One of the most reliable predictors of stamina, however, is a horse’s pedigree. If a horse’s sire, dam, or damsire has either had success at 1 ¼ miles (or longer) or has a record of producing horses who succeed at longer distances, it is most likely that the horse has the capability to run that distance as well.
Let’s look at Mage (the 2023 Kentucky Derby winner) as an example. Mage’s sire is Good Magic, who finished a good second to Triple Crown winner Justify in the 2018 Kentucky Derby, and is himself a son of notable stamina source Curlin. Mage’s dam, Puca, is by Big Brown, who won the 2008 Kentucky Derby.
It is unfortunate that most horses nowadays do not run as frequently as they used to. However, the Kentucky Derby is a very energetic and unpredictable event, with a larger field, a louder crowd, and a longer distance than any of the horses have ever experienced before. Horses that are more mature, and have more experience in races, tend to be safer bets.

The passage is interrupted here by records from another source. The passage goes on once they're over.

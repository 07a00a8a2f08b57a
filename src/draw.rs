//! Canvas drawing primitives shared by the label layout engines

use ab_glyph::{Font, PxScale};
use image::{GrayImage, Rgb, RgbImage};
use imageproc::drawing::{draw_filled_rect_mut, draw_hollow_rect_mut, draw_text_mut, text_size};
use imageproc::rect::Rect;

pub const BLACK: Rgb<u8> = Rgb([0, 0, 0]);
pub const WHITE: Rgb<u8> = Rgb([255, 255, 255]);
pub const CUT_LINE_GRAY: Rgb<u8> = Rgb([180, 180, 180]);
pub const SHADE_GRAY: Rgb<u8> = Rgb([240, 240, 240]);
pub const GRID_GRAY: Rgb<u8> = Rgb([150, 150, 150]);
pub const EMERGENCY_RED: Rgb<u8> = Rgb([204, 0, 0]);

/// Draw text at a baseline-top position
pub fn text(img: &mut RgbImage, font: &impl Font, size: f32, x: i32, y: i32, s: &str, color: Rgb<u8>) {
    draw_text_mut(img, color, x, y, PxScale::from(size), font, s);
}

/// Measured pixel width of a string at the given size
pub fn text_width(font: &impl Font, size: f32, s: &str) -> u32 {
    text_size(PxScale::from(size), font, s).0
}

/// Draw text centered on a horizontal midpoint
pub fn text_centered(
    img: &mut RgbImage,
    font: &impl Font,
    size: f32,
    center_x: i32,
    y: i32,
    s: &str,
    color: Rgb<u8>,
) {
    let w = text_width(font, size, s) as i32;
    text(img, font, size, center_x - w / 2, y, s, color);
}

/// Horizontal rule of the given thickness
pub fn hline(img: &mut RgbImage, x0: i32, x1: i32, y: i32, thickness: u32, color: Rgb<u8>) {
    if x1 <= x0 {
        return;
    }
    draw_filled_rect_mut(
        img,
        Rect::at(x0, y).of_size((x1 - x0) as u32, thickness.max(1)),
        color,
    );
}

/// Vertical rule of the given thickness
pub fn vline(img: &mut RgbImage, x: i32, y0: i32, y1: i32, thickness: u32, color: Rgb<u8>) {
    if y1 <= y0 {
        return;
    }
    draw_filled_rect_mut(
        img,
        Rect::at(x, y0).of_size(thickness.max(1), (y1 - y0) as u32),
        color,
    );
}

/// Rectangle outline with pixel thickness, drawn as nested hollow rects
pub fn rect_outline(
    img: &mut RgbImage,
    x0: i32,
    y0: i32,
    w: u32,
    h: u32,
    thickness: u32,
    color: Rgb<u8>,
) {
    for t in 0..thickness as i32 {
        let inner_w = w as i32 - 2 * t;
        let inner_h = h as i32 - 2 * t;
        if inner_w <= 0 || inner_h <= 0 {
            break;
        }
        draw_hollow_rect_mut(
            img,
            Rect::at(x0 + t, y0 + t).of_size(inner_w as u32, inner_h as u32),
            color,
        );
    }
}

/// Filled rectangle
pub fn rect_filled(img: &mut RgbImage, x0: i32, y0: i32, w: u32, h: u32, color: Rgb<u8>) {
    if w == 0 || h == 0 {
        return;
    }
    draw_filled_rect_mut(img, Rect::at(x0, y0).of_size(w, h), color);
}

/// Dashed rectangle outline used for the trim cut line
pub fn dashed_rect(
    img: &mut RgbImage,
    x0: i32,
    y0: i32,
    x1: i32,
    y1: i32,
    dash_px: u32,
    color: Rgb<u8>,
) {
    let dash = dash_px.max(1) as i32;
    let step = dash * 2;

    let mut x = x0;
    while x < x1 {
        let end = (x + dash).min(x1);
        hline(img, x, end, y0, 1, color);
        hline(img, x, end, y1, 1, color);
        x += step;
    }
    let mut y = y0;
    while y < y1 {
        let end = (y + dash).min(y1);
        vline(img, x0, y, end, 1, color);
        vline(img, x1, y, end, 1, color);
        y += step;
    }
}

/// Paste a grayscale symbol onto the canvas, clipping at the edges
pub fn paste_gray(img: &mut RgbImage, symbol: &GrayImage, x: i32, y: i32) {
    for (sx, sy, pixel) in symbol.enumerate_pixels() {
        let dx = x + sx as i32;
        let dy = y + sy as i32;
        if dx < 0 || dy < 0 || dx >= img.width() as i32 || dy >= img.height() as i32 {
            continue;
        }
        let v = pixel.0[0];
        img.put_pixel(dx as u32, dy as u32, Rgb([v, v, v]));
    }
}

/// Resize a symbol to fit within a bounding box, preserving aspect ratio.
/// Barcodes stay crisp with nearest-neighbour sampling.
pub fn fit_within(symbol: &GrayImage, max_w: u32, max_h: u32) -> GrayImage {
    if symbol.width() <= max_w && symbol.height() <= max_h {
        return symbol.clone();
    }
    let scale_w = max_w as f64 / symbol.width() as f64;
    let scale_h = max_h as f64 / symbol.height() as f64;
    let scale = scale_w.min(scale_h);
    let new_w = ((symbol.width() as f64 * scale) as u32).max(1);
    let new_h = ((symbol.height() as f64 * scale) as u32).max(1);
    image::imageops::resize(symbol, new_w, new_h, image::imageops::FilterType::Nearest)
}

Let’s look at ten of the most recent Derby winners (eliminating 2021 due to ongoing cases regarding the outcome of the race, and 2020 because it was held later in the fall due to the Covid-19 pandemic) to get a better picture of how much experience is necessary to win the Derby. Coming into the Derby, those horses had an average of 5.8 starts. In addition, all except for Mage and Justify (the least experienced Kentucky Derby winners) had raced at the age of two.
Follow The Numbers
“Numbers” in this case refers to speed figures that are calculated by horse racing experts. These speed figures are often used to compare the quality of races that are held at different tracks, and are an attempt to analyze the actual speed of the horses in those races while accounting for issues such as surface and track bias. There are a number of different figures available; some of the most popular include Beyer Speed Figures, Brisnet Figures, and Thorograph Numbers.

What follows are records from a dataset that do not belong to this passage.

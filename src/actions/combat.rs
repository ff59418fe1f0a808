//! Semi-random keyboard dodging for fights: keep moving with hard to
//! predict key combinations while leaving the view free for aiming.

use crate::actions::ActionKind;
use crate::plan::PlanEnv;
use crate::world::PhysicsWorld;

/// How long a rolled key combination stays held, in millis.
const KEY_MOVES_TIMEOUT: u16 = 400;

/// Dodge sequences predict only a few frames; fights change too fast for
/// deep lookahead to pay off.
const DODGE_SEQUENCE_FRAMES: usize = 6;

pub(super) fn plan_dodge<W: PhysicsWorld>(env: &mut PlanEnv<W>) {
    if !env.bot.should_attack {
        env.cx.cannot_apply(Some(ActionKind::WalkCarefully));
        return;
    }
    let state = env.cx.sim_state.clone();
    if !state.has_ground() {
        // Keep whatever trajectory the dodge jump had
        env.cx.set_default_input();
        return;
    }

    if !env.cx.movement_state.key_move_dirs.is_active() {
        let world = env.world;
        let target = env.bot.nav_target;
        let (forward, right) = {
            let rng = &mut env.bot.rng;
            let cache = env.cx.probe_cache();
            match target {
                Some(target) => {
                    cache.make_randomized_key_moves_to_target(rng, world, &state, target.origin)
                }
                None => cache.make_random_key_moves(rng, world, &state),
            }
        };
        env.cx
            .movement_state
            .key_move_dirs
            .activate(forward, right, KEY_MOVES_TIMEOUT);
        env.bot.actions_state.combat.rolls_this_plan += 1;
    }

    let dirs = env.cx.movement_state.key_move_dirs;
    let input = &mut env.cx.record.input;
    input.clear();
    input.is_ucmd_set = true;
    input.forward_move = dirs.forward_move;
    input.right_move = dirs.right_move;
    // The view belongs to the aiming code during a fight
    input.can_override_look_vec = true;
    input.can_override_pitch = true;
    input.set_already_computed_angles(state.pitch, state.yaw);
    input.is_look_dir_set = true;
}

pub(super) fn check_dodge<W: PhysicsWorld>(env: &mut PlanEnv<W>, frame_index: usize) {
    let prev_speed = env.cx.frames[frame_index].entity_state.speed_2d();
    let new_speed = env.cx.sim_state.speed_2d();
    // Ran the dodge into a wall
    if prev_speed > 30.0 && new_speed < 0.2 * prev_speed && env.cx.sim_state.has_ground() {
        env.cx.movement_state.key_move_dirs.deactivate();
        env.cx.set_pending_rollback();
        return;
    }
    if env.cx.top_of_stack_index() - env.cx.sequence.start_frame >= DODGE_SEQUENCE_FRAMES {
        env.cx.set_completed();
    }
}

Prior to the 2023 Kentucky Derby, Mage’s best Beyer Speed Figure was a 95, which tied him for fifth best in the field alongside Grade II Louisiana Derby winner Kingsbarns. That 95 came from Mage’s most recent race, the Grade I Florida Derby, in which he finished second to Forte. Not only did Mage have a speed figure that showed he belonged among the top of his crop, his most recent race producing his highest figure showed that he was improving. The highest Beyer in the field belonged to Grade III Jeff Ruby Steaks winner Two Phil’s, who finished second to Mage in the Kentucky Derby.
Use A Betting Calculator
Some bets are relatively simple. If you are only betting a single horse in a single race, the process is relatively straightforward: you go to the betting window or app, select the horse you want, and pay the amount of money you are wagering. Then, when your horse wins the race (or finishes second or third if you bet them to place or show), you collect your winnings.
However, exotic wagers, in which you bet multiple horses in a race, can be more complicated. Some of them can wind up being more costly than expected, and it can be easy to accidentally overspend before the race even begins.
Betting calculators can help you figure out exactly how much money you are spending, and some can even help you calculate your potential winnings.